VARIABILITY OF PHOTOSYSTEM-II QUANTUM YIELD AND RELATED PROCESSES IN CHLORELLA-PYRENOIDOSA (CHLOROPHYTA) ACCLIMATED TO AN OSCILLATING LIGHT REGIME SIMULATING A MIXED PHOTIC ZONE

The regulation of photosystem II (PSII)-related parameters was characterized for Chlorella pyrenoidosa Chick grown in continuous nutrient-replete culture and acclimated to a light field simulating fluctuations of a natural environment. The maximum quantum yield for charge separation at PSII showed a Eight-driven decrease during the first half of the photoperiod when incident irradiance (integrated hourly) was increasing to a midday maximum.
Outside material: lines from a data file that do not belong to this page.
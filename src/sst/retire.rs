//! Key retirement.
//!
//! A stateful predicate over the sorted record stream that drops records no
//! live reader can observe, before they reach the table builder. Retired
//! keys therefore never influence block index keys or filter bits.

use std::cmp::Ordering;
use std::sync::Arc;

use bytes::Bytes;

use crate::comparator::Comparator;
use crate::internal_key::{InternalKey, MAX_SEQNO};

pub struct KeyRetirement {
    user_cmp: Arc<dyn Comparator>,
    smallest_snapshot: u64,
    /// Whether tombstones at or below the snapshot floor may be dropped.
    /// The builder cannot know if deeper levels still hold the key, so the
    /// caller decides.
    drop_tombstones: bool,
    current_user_key: Option<Bytes>,
    last_seqno_for_key: u64,
    dropped: u64,
}

impl KeyRetirement {
    pub fn new(user_cmp: Arc<dyn Comparator>, smallest_snapshot: u64, drop_tombstones: bool) -> Self {
        Self {
            user_cmp,
            smallest_snapshot,
            drop_tombstones,
            current_user_key: None,
            last_seqno_for_key: MAX_SEQNO,
            dropped: 0,
        }
    }

    /// True if `key` should be skipped. Must be called exactly once per
    /// record, in stream order.
    pub fn retire(&mut self, key: &InternalKey) -> bool {
        let same_key = self.current_user_key.as_ref().is_some_and(|prev| {
            self.user_cmp.compare(prev, &key.user_key) == Ordering::Equal
        });
        if !same_key {
            self.current_user_key = Some(key.user_key.clone());
            self.last_seqno_for_key = MAX_SEQNO;
        }

        let drop = if self.last_seqno_for_key <= self.smallest_snapshot {
            // Shadowed by the record already retained for this user key.
            true
        } else {
            key.kind.is_tombstone() && key.seqno <= self.smallest_snapshot && self.drop_tombstones
        };

        self.last_seqno_for_key = key.seqno;
        if drop {
            self.dropped += 1;
        }
        drop
    }

    pub fn dropped(&self) -> u64 {
        self.dropped
    }
}
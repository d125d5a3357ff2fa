//! Demo Rows and Simulated Server
//!
//! Sample employees for the local grid, a JSON inventory for the remote
//! grid, and a data source that answers with latency and occasional outages.

use std::sync::Arc;
use std::sync::atomic::{AtomicU32, Ordering};
use std::time::Duration;

use chrono::{Datelike, NaiveDate};
use futures::FutureExt;
use futures::future::BoxFuture;
use gpui::{IntoElement, ParentElement, SharedString, Styled, div};
use serde::{Deserialize, Serialize};
use serde_json::json;
use tracing::{debug, warn};

use crate::components::composite::data_grid::{
    Column, DataSource, FetchPage, FetchRequest, FilterKind, LocalSource,
};
use crate::error::{Error, Result};
use crate::services::run_in_tokio;

const DEPARTMENTS: [&str; 4] = ["Engineering", "Design", "Sales", "Support"];
const FIRST_NAMES: [&str; 12] = [
    "ada", "Grace", "linus", "Barbara", "Ken", "margaret", "Dennis", "Frances", "Edsger",
    "Radia", "John", "Sophie",
];
const LAST_NAMES: [&str; 6] = ["Lovelace", "Hopper", "Torvalds", "Liskov", "Thompson", "Wilson"];

/// Row of the local grid
#[derive(Debug, Clone, PartialEq, Serialize, Deserialize)]
pub struct Employee {
    pub id: u32,
    pub name: String,
    pub department: String,
    pub age: Option<u32>,
    pub salary: f64,
    pub hired: NaiveDate,
}

/// Deterministic sample employees; every seventh has no recorded age
pub fn employees(count: u32) -> Vec<Employee> {
    (1..=count)
        .map(|id| {
            let i = id as usize;
            let first = FIRST_NAMES[i % FIRST_NAMES.len()];
            let last = LAST_NAMES[(i / 3) % LAST_NAMES.len()];
            let hired = NaiveDate::from_ymd_opt(2012 + (id % 13) as i32, 1 + id % 12, 1 + id % 28)
                .unwrap_or_default();
            Employee {
                id,
                name: format!("{first} {last}"),
                department: DEPARTMENTS[i % DEPARTMENTS.len()].to_string(),
                age: (id % 7 != 0).then_some(22 + (id * 17) % 41),
                salary: 42_000.0 + f64::from((id * 7_919) % 90_000),
                hired,
            }
        })
        .collect()
}

pub fn employee_columns() -> Vec<Column<Employee>> {
    let departments = DEPARTMENTS.iter().map(|d| SharedString::from(*d)).collect();
    vec![
        Column::new("id", "ID", |e: &Employee| e.id.into())
            .fixed_width(64.0)
            .sortable()
            .filter(FilterKind::Number),
        Column::new("name", "Name", |e: &Employee| e.name.as_str().into())
            .flex_width(Some(160.0), None)
            .sortable(),
        Column::new("department", "Department", |e: &Employee| {
            e.department.as_str().into()
        })
        .fixed_width(260.0)
        .sortable()
        .filter(FilterKind::Select(departments)),
        Column::new("age", "Age", |e: &Employee| e.age.into())
            .fixed_width(90.0)
            .sortable()
            .filter(FilterKind::Number),
        Column::new("salary", "Salary", |e: &Employee| e.salary.into())
            .fixed_width(120.0)
            .sortable()
            .filter(FilterKind::Number)
            .render(|_, value| {
                let text = value
                    .as_f64()
                    .map(|salary| format!("${:.0}k", salary / 1000.0))
                    .unwrap_or_default();
                div().child(text).into_any_element()
            }),
        Column::new("hired", "Hired", |e: &Employee| e.hired.into())
            .fixed_width(130.0)
            .sortable()
            .filter(FilterKind::Date),
        Column::new("veteran", "Veteran", |e: &Employee| e.hired.into())
            .hidden()
            .custom_filter(|value, _| value.as_date().is_some_and(|hired| hired.year() < 2016)),
    ]
}

/// JSON inventory records for the server-mode grid
pub fn inventory(count: u32) -> Vec<serde_json::Value> {
    const PRODUCTS: [&str; 5] = ["Bolt", "Gear", "Spring", "Valve", "Bearing"];
    (1..=count)
        .map(|n| {
            let product = PRODUCTS[n as usize % PRODUCTS.len()];
            let stock = if n % 9 == 0 {
                serde_json::Value::Null
            } else {
                json!((n * 37) % 500)
            };
            json!({
                "sku": format!("SKU-{n:04}"),
                "product": format!("{product} {}", n % 40),
                "stock": stock,
                "price": f64::from(n % 97) + 0.99,
                "restocked": format!("2025-{:02}-{:02}", 1 + n % 12, 1 + n % 28),
            })
        })
        .collect()
}

pub fn inventory_columns() -> Vec<Column<serde_json::Value>> {
    vec![
        Column::keyed("sku", "SKU").fixed_width(110.0).sortable(),
        Column::keyed("product", "Product")
            .flex_width(Some(140.0), None)
            .sortable(),
        Column::keyed("stock", "Stock")
            .fixed_width(90.0)
            .sortable()
            .filter(FilterKind::Number),
        Column::keyed("price", "Price")
            .fixed_width(90.0)
            .sortable()
            .filter(FilterKind::Number),
        Column::keyed("restocked", "Restocked")
            .fixed_width(130.0)
            .sortable()
            .filter(FilterKind::Date),
    ]
}

/// Remote-style source: answers through the tokio runtime after a delay and
/// fails every `fail_every`-th request.
pub struct SimulatedServer<R> {
    backend: LocalSource<R>,
    latency: Duration,
    fail_every: u32,
    requests: Arc<AtomicU32>,
}

impl<R: Clone + Send + Sync + 'static> SimulatedServer<R> {
    pub fn new(backend: LocalSource<R>, latency: Duration) -> Self {
        Self {
            backend,
            latency,
            fail_every: 0,
            requests: Arc::new(AtomicU32::new(0)),
        }
    }

    /// Reject every n-th request; 0 never fails
    pub fn fail_every(mut self, n: u32) -> Self {
        self.fail_every = n;
        self
    }

    fn should_fail(&self) -> bool {
        let count = self.requests.fetch_add(1, Ordering::Relaxed) + 1;
        self.fail_every > 0 && count % self.fail_every == 0
    }
}

impl<R: Clone + Send + Sync + 'static> DataSource<R> for SimulatedServer<R> {
    fn fetch(&self, request: FetchRequest) -> BoxFuture<'static, Result<FetchPage<R>>> {
        let fail = self.should_fail();
        let backend = self.backend.clone();
        let latency = self.latency;
        async move {
            debug!(request = %request.summary(), "Simulated server request");
            run_in_tokio(tokio::time::sleep(latency)).await?;
            if fail {
                warn!("Simulated server outage");
                return Err(Error::fetch("simulated server outage"));
            }
            Ok(backend.query(&request))
        }
        .boxed()
    }
}

#[cfg(test)]
mod tests {
    use super::*;
    use crate::components::composite::data_grid::{
        CellValue, ColumnFilter, FilterOperator, GridQuery, PaginationState, SortDirection, SortKey,
        run_pipeline,
    };

    fn field(record: &serde_json::Value, key: &str) -> CellValue {
        record.get(key).map(CellValue::from_json).unwrap_or_default()
    }

    fn request() -> FetchRequest {
        FetchRequest {
            page: 1,
            page_size: 5,
            sort: vec![SortKey::new("stock", SortDirection::Asc)],
            filters: vec![],
            global_filter: None,
        }
    }

    #[test]
    fn test_employees_have_missing_ages() {
        let rows = employees(30);
        assert_eq!(rows.len(), 30);
        assert!(rows.iter().any(|e| e.age.is_none()));
        assert!(rows.iter().all(|e| DEPARTMENTS.contains(&e.department.as_str())));
    }

    #[test]
    fn test_veteran_column_uses_custom_predicate() {
        let rows = employees(40);
        let columns = employee_columns();
        let mut query = GridQuery::new(PaginationState::new(100), false);
        query.set_filter(ColumnFilter::new("veteran", FilterOperator::Equals, true));
        let page = run_pipeline(&rows, &columns, &query);
        assert!(page.total > 0);
        assert!(page.rows.iter().all(|e| e.hired.year() < 2016));
    }

    #[test]
    fn test_server_sorts_nulls_last() {
        let server = SimulatedServer::new(
            LocalSource::new(inventory(27), inventory_columns()),
            Duration::from_millis(1),
        );
        let page = futures::executor::block_on(server.fetch(request())).unwrap();
        assert_eq!(page.total, 27);
        assert_eq!(page.rows.len(), 5);

        for direction in [SortDirection::Asc, SortDirection::Desc] {
            let full = FetchRequest {
                page_size: 27,
                sort: vec![SortKey::new("stock", direction)],
                ..request()
            };
            let page = futures::executor::block_on(server.fetch(full)).unwrap();
            let stock: Vec<CellValue> = page.rows.iter().map(|r| field(r, "stock")).collect();
            let first_null = stock.iter().position(CellValue::is_null).unwrap();
            assert_eq!(first_null, 24, "{direction:?}");
            assert!(stock[first_null..].iter().all(CellValue::is_null));
            assert!(stock[..first_null].windows(2).all(|pair| {
                let order = pair[0].compare(&pair[1]);
                match direction {
                    SortDirection::Asc => order.is_le(),
                    _ => order.is_ge(),
                }
            }));
        }
    }

    #[test]
    fn test_server_fails_every_nth_request() {
        let server = SimulatedServer::new(
            LocalSource::new(inventory(5), inventory_columns()),
            Duration::ZERO,
        )
        .fail_every(2);
        assert!(futures::executor::block_on(server.fetch(request())).is_ok());
        assert!(futures::executor::block_on(server.fetch(request())).is_err());
        assert!(futures::executor::block_on(server.fetch(request())).is_ok());
    }
}
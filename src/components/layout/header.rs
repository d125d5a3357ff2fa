//! Header Component
//!
//! Page header with title, optional subtitle, right-aligned actions and a
//! light/dark toggle.

use gpui::{
    AnyElement, App, ClickEvent, ElementId, FontWeight, InteractiveElement, IntoElement,
    ParentElement, RenderOnce, SharedString, StatefulInteractiveElement, Styled, Window, div,
    prelude::*, px,
};

use crate::constants::HEADER_HEIGHT;
use crate::motion::{Interaction, InteractionPreset, apply_motion};
use crate::theme::{Palette, Theme, Typography};

/// Header background variant
#[derive(Debug, Clone, Copy, Default, PartialEq, Eq)]
pub enum HeaderVariant {
    #[default]
    Solid,
    /// No background, inherits the surface below
    Transparent,
}

impl HeaderVariant {
    fn colors(self, palette: &Palette) -> (Option<gpui::Rgba>, gpui::Rgba, gpui::Rgba) {
        match self {
            Self::Solid => (
                Some(palette.header_bg),
                palette.header_text,
                palette.header_text,
            ),
            Self::Transparent => (None, palette.text_primary, palette.text_secondary),
        }
    }
}

/// Header component
#[derive(IntoElement)]
pub struct Header {
    id: ElementId,
    title: SharedString,
    subtitle: Option<SharedString>,
    variant: HeaderVariant,
    actions: Vec<AnyElement>,
    theme_toggle: bool,
    badge: Option<usize>,
}

impl Header {
    pub fn new(id: impl Into<ElementId>, title: impl Into<SharedString>) -> Self {
        Self {
            id: id.into(),
            title: title.into(),
            subtitle: None,
            variant: HeaderVariant::default(),
            actions: Vec::new(),
            theme_toggle: false,
            badge: None,
        }
    }

    pub fn subtitle(mut self, subtitle: impl Into<SharedString>) -> Self {
        self.subtitle = Some(subtitle.into());
        self
    }

    pub fn variant(mut self, variant: HeaderVariant) -> Self {
        self.variant = variant;
        self
    }

    /// Append a right-aligned action
    pub fn action(mut self, action: impl IntoElement) -> Self {
        self.actions.push(action.into_any_element());
        self
    }

    /// Show the light/dark switch
    pub fn theme_toggle(mut self) -> Self {
        self.theme_toggle = true;
        self
    }

    /// Counter pill next to the title; hidden at zero
    pub fn badge(mut self, count: usize) -> Self {
        self.badge = Some(count);
        self
    }
}

impl RenderOnce for Header {
    fn render(self, _window: &mut Window, cx: &mut App) -> impl IntoElement {
        let palette = Theme::palette_of(cx);
        let (bg, title_color, subtitle_color) = self.variant.colors(&palette);
        let dark = cx
            .try_global::<Theme>()
            .is_some_and(|theme| theme.mode().is_dark());
        let hovered = InteractionPreset::BUTTON.target(Interaction::hovered());

        div()
            .id(self.id.clone())
            .h(px(HEADER_HEIGHT))
            .w_full()
            .flex_none()
            .flex()
            .items_center()
            .justify_between()
            .px_6()
            .when_some(bg, |el, bg| el.bg(bg))
            .when(self.variant == HeaderVariant::Transparent, |el| {
                el.border_b_1().border_color(palette.border)
            })
            // Left side: title block
            .child(
                div()
                    .flex()
                    .items_center()
                    .gap_3()
                    .child(
                        div()
                            .flex()
                            .flex_col()
                            .child(
                                div()
                                    .text_color(title_color)
                                    .text_size(px(Typography::TEXT_XL))
                                    .font_weight(FontWeight::SEMIBOLD)
                                    .child(self.title),
                            )
                            .when_some(self.subtitle, |el, subtitle| {
                                el.child(
                                    div()
                                        .text_color(subtitle_color)
                                        .text_size(px(Typography::TEXT_SM))
                                        .opacity(0.8)
                                        .child(subtitle),
                                )
                            }),
                    )
                    .when_some(self.badge.filter(|count| *count > 0), |el, count| {
                        el.child(
                            div()
                                .px_2()
                                .rounded_full()
                                .bg(palette.accent)
                                .text_color(palette.accent_text)
                                .text_size(px(Typography::TEXT_XS))
                                .font_weight(FontWeight::BOLD)
                                .child(count.to_string()),
                        )
                    }),
            )
            // Right side: actions and theme switch
            .child(
                div()
                    .flex()
                    .items_center()
                    .gap_2()
                    .children(self.actions)
                    .when(self.theme_toggle, |el| {
                        el.child(
                            div()
                                .id(SharedString::from(format!("{}-theme", self.id)))
                                .px_3()
                                .py_1()
                                .rounded_md()
                                .border_1()
                                .border_color(title_color)
                                .text_color(title_color)
                                .text_size(px(Typography::TEXT_SM))
                                .cursor_pointer()
                                .hover(move |s| apply_motion(s, hovered))
                                .on_click(|_: &ClickEvent, window, cx| Theme::toggle(window, cx))
                                .child(if dark { "☀ Light" } else { "☾ Dark" }),
                        )
                    }),
            )
    }
}
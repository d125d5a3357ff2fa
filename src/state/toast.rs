//! Toast - Transient Message Types

use std::sync::Arc;
use std::time::{Duration, Instant};

use serde::{Deserialize, Serialize};
use uuid::Uuid;

use super::dismiss_timer::DismissTimer;
use crate::motion::AnimationStyle;

/// Time-ordered toast identity
#[derive(Debug, Clone, Copy, PartialEq, Eq, Hash, PartialOrd, Ord)]
pub struct ToastId(Uuid);

impl ToastId {
    pub fn new() -> Self {
        Self(Uuid::now_v7())
    }
}

impl Default for ToastId {
    fn default() -> Self {
        Self::new()
    }
}

impl std::fmt::Display for ToastId {
    fn fmt(&self, f: &mut std::fmt::Formatter<'_>) -> std::fmt::Result {
        write!(f, "{}", self.0)
    }
}

/// Severity level for notifications and toasts
#[derive(Debug, Clone, Copy, Default, PartialEq, Eq, Hash, Serialize, Deserialize)]
#[serde(rename_all = "snake_case")]
pub enum ToastSeverity {
    #[default]
    Info,
    Success,
    Warning,
    Error,
}

impl ToastSeverity {
    /// Warning and error get the longer (or sticky) lifetime
    pub fn is_alert(&self) -> bool {
        matches!(self, Self::Warning | Self::Error)
    }

    pub fn label(&self) -> &'static str {
        match self {
            Self::Info => "Info",
            Self::Success => "Success",
            Self::Warning => "Warning",
            Self::Error => "Error",
        }
    }

    pub fn glyph(&self) -> &'static str {
        match self {
            Self::Info => "ℹ",
            Self::Success => "✓",
            Self::Warning => "!",
            Self::Error => "✕",
        }
    }
}

/// Screen anchor for a toast stack
#[derive(Debug, Clone, Copy, Default, PartialEq, Eq, Hash, Serialize, Deserialize)]
#[serde(rename_all = "snake_case")]
pub enum ToastPosition {
    TopLeft,
    TopCenter,
    #[default]
    TopRight,
    BottomLeft,
    BottomCenter,
    BottomRight,
}

impl ToastPosition {
    pub fn is_top(&self) -> bool {
        matches!(self, Self::TopLeft | Self::TopCenter | Self::TopRight)
    }

    /// Entry animation that moves in from the nearest edge
    pub fn natural_animation(&self) -> AnimationStyle {
        match self {
            Self::TopLeft | Self::BottomLeft => AnimationStyle::SlideRight,
            Self::TopRight | Self::BottomRight => AnimationStyle::SlideLeft,
            Self::TopCenter => AnimationStyle::SlideDown,
            Self::BottomCenter => AnimationStyle::SlideUp,
        }
    }

    pub fn label(&self) -> &'static str {
        match self {
            Self::TopLeft => "Top left",
            Self::TopCenter => "Top center",
            Self::TopRight => "Top right",
            Self::BottomLeft => "Bottom left",
            Self::BottomCenter => "Bottom center",
            Self::BottomRight => "Bottom right",
        }
    }

    pub fn all() -> &'static [ToastPosition] {
        &[
            Self::TopLeft,
            Self::TopCenter,
            Self::TopRight,
            Self::BottomLeft,
            Self::BottomCenter,
            Self::BottomRight,
        ]
    }
}

/// Request to show a toast. Unset fields fall back to the store's config.
#[derive(Debug, Clone, Default)]
pub struct Toast {
    pub title: Option<Arc<str>>,
    pub message: Arc<str>,
    pub severity: ToastSeverity,
    /// `Some(None)` forces a sticky toast
    pub duration: Option<Option<Duration>>,
    pub position: Option<ToastPosition>,
    pub animation: Option<AnimationStyle>,
    pub pause_on_hover: Option<bool>,
}

impl Toast {
    pub fn new(message: impl Into<Arc<str>>) -> Self {
        Self {
            message: message.into(),
            ..Default::default()
        }
    }

    pub fn info(message: impl Into<Arc<str>>) -> Self {
        Self::new(message).severity(ToastSeverity::Info)
    }

    pub fn success(message: impl Into<Arc<str>>) -> Self {
        Self::new(message).severity(ToastSeverity::Success)
    }

    pub fn warning(message: impl Into<Arc<str>>) -> Self {
        Self::new(message).severity(ToastSeverity::Warning)
    }

    pub fn error(message: impl Into<Arc<str>>) -> Self {
        Self::new(message).severity(ToastSeverity::Error)
    }

    pub fn title(mut self, title: impl Into<Arc<str>>) -> Self {
        self.title = Some(title.into());
        self
    }

    pub fn severity(mut self, severity: ToastSeverity) -> Self {
        self.severity = severity;
        self
    }

    pub fn duration(mut self, duration: Duration) -> Self {
        self.duration = Some(Some(duration));
        self
    }

    /// Never auto-dismiss
    pub fn sticky(mut self) -> Self {
        self.duration = Some(None);
        self
    }

    pub fn position(mut self, position: ToastPosition) -> Self {
        self.position = Some(position);
        self
    }

    pub fn animation(mut self, animation: AnimationStyle) -> Self {
        self.animation = Some(animation);
        self
    }

    pub fn pause_on_hover(mut self, pause: bool) -> Self {
        self.pause_on_hover = Some(pause);
        self
    }
}

/// A toast currently held by the store
#[derive(Debug, Clone)]
pub struct ToastItem {
    pub id: ToastId,
    pub title: Option<Arc<str>>,
    pub message: Arc<str>,
    pub severity: ToastSeverity,
    pub position: ToastPosition,
    pub animation: AnimationStyle,
    pub pause_on_hover: bool,
    pub timer: DismissTimer,
    pub hovered: bool,
    pub created_at: Instant,
}

impl ToastItem {
    pub fn progress_percent(&self, now: Instant) -> f32 {
        self.timer.progress_percent(now)
    }
}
This change was accompanied by a decrease in the effective cross-section for all PSIIs and the connectivity between PSIIs, while the cross-section for inactive centers increased. Furthermore, a decrease in the number of active PSII centers and the amount Of Q(B) bound to D1 became evident. During the second half of the day, as irradiance declined toward the end of the photoperiod, all the observed changes in PSII photochemistry were reversed. The low quantum yield values at the middle of the photoperiod returned to 85% of the value at the end of the photoperiod by the addition of far-red light, suggesting that a State I-II-I transition took place during the day. Measured rates of oxygen production correlated well with fluorescence-derived estimates of photosynthesis. The overall results suggest that PSII photochemistry is optimized to minimize the susceptibility to photoinhibition and to allow balanced growth under fluctuating irradiation and that the impact of these alterations on primary production can be adequately monitored through bio-optical measurements alone.